Work request ::
Would you give the number of lines below in which the string "services" appears? Nothing else is needed.

Listed records ::
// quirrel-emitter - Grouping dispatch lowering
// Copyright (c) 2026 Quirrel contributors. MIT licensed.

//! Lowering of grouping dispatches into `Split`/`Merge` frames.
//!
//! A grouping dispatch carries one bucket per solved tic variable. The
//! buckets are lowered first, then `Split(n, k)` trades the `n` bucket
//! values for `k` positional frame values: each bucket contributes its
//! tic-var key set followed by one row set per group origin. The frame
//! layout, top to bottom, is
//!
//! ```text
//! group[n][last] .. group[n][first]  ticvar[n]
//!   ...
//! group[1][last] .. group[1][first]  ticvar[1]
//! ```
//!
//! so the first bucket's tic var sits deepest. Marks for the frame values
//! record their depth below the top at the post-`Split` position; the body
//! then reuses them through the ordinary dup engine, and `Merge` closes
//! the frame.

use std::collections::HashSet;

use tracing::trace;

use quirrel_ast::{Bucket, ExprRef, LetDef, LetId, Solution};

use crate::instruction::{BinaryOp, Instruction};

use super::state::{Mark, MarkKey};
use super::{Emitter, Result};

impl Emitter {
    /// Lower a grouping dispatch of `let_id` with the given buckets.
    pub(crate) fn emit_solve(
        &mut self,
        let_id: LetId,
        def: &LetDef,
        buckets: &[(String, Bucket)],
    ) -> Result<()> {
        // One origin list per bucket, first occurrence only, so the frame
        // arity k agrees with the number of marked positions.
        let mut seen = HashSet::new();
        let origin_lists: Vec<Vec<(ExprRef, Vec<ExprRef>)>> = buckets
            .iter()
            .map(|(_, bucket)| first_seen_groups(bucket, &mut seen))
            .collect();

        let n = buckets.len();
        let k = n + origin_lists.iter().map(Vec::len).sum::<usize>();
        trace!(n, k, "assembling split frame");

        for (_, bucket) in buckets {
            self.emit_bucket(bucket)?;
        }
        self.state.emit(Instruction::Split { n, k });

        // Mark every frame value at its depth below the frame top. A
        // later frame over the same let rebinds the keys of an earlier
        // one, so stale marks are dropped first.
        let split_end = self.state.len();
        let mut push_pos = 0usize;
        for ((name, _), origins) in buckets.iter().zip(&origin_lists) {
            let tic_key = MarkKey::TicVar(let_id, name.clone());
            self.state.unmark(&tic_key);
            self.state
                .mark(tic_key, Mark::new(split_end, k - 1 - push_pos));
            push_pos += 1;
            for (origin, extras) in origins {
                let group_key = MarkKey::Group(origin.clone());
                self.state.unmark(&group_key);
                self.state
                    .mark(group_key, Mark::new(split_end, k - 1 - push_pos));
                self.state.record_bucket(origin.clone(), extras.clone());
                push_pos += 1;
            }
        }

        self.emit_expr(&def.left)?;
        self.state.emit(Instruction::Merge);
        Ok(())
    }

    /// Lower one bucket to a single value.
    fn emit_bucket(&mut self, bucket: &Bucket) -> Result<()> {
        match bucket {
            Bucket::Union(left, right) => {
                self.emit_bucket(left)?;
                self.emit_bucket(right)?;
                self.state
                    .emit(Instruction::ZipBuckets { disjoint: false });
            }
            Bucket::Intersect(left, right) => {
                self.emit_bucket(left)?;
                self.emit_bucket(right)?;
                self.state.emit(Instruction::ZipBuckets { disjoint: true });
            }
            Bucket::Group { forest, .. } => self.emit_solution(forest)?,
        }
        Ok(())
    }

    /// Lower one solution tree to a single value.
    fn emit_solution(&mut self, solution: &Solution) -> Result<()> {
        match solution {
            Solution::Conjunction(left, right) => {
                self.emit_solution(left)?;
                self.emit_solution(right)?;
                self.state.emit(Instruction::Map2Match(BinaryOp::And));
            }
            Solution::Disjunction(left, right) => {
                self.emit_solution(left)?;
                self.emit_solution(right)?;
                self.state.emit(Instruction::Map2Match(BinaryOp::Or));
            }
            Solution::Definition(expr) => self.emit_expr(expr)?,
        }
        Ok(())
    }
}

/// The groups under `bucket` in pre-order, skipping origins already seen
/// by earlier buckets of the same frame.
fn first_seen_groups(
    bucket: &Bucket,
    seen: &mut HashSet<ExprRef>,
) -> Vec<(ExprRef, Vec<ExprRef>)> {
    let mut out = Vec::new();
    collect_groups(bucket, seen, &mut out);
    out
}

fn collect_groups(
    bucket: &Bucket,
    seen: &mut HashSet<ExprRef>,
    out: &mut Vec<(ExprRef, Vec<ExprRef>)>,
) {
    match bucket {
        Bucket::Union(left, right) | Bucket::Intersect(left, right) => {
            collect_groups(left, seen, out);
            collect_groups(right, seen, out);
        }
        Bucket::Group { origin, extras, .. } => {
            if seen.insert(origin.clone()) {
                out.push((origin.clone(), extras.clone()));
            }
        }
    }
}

* * *

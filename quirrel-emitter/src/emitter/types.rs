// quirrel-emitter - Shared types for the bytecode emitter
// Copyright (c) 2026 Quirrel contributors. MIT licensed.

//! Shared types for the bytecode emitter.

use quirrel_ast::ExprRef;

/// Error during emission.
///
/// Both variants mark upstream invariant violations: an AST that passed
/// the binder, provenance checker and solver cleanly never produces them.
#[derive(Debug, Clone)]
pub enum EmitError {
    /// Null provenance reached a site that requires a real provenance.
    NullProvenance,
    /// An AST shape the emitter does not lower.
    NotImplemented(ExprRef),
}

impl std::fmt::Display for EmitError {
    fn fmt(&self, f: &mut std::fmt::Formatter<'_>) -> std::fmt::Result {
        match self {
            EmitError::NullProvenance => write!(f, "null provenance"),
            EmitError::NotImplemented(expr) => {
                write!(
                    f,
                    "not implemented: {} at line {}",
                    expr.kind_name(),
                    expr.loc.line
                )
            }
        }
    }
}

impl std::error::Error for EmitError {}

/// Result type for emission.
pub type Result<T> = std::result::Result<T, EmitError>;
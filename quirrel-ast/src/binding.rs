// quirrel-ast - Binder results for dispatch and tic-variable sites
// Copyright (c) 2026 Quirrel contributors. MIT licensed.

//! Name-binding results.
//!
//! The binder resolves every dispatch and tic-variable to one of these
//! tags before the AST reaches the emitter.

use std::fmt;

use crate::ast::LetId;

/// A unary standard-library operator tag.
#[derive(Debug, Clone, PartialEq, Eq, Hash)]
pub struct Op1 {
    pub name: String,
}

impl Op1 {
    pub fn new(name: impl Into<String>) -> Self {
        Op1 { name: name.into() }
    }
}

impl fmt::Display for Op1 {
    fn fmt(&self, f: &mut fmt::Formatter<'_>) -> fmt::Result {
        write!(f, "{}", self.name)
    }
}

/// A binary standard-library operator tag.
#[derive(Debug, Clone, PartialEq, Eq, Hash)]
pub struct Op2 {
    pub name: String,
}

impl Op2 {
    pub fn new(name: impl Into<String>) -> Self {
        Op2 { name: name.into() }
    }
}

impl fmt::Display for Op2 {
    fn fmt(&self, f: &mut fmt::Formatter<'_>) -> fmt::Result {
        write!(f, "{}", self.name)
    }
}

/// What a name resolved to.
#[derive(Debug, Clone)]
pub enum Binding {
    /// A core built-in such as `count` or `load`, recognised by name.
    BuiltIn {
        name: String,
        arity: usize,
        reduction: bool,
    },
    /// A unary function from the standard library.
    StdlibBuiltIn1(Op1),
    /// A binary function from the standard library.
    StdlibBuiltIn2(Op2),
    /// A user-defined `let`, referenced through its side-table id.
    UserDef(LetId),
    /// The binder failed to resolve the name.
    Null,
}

...

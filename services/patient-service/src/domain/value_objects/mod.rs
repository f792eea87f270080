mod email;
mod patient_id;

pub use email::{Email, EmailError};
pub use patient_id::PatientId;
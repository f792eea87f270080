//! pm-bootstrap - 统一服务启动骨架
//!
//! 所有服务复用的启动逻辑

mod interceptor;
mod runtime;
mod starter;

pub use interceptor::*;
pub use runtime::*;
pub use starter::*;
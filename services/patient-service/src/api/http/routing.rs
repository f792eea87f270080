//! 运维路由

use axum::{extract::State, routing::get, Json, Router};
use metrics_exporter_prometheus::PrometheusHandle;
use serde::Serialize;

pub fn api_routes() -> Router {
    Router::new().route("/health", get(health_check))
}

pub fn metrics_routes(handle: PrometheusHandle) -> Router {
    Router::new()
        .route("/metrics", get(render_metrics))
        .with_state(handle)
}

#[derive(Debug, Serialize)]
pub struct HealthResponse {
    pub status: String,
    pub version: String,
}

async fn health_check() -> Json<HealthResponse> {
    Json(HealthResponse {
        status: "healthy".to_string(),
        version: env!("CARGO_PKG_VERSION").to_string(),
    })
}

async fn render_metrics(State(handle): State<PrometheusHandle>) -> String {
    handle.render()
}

Final answer ::
2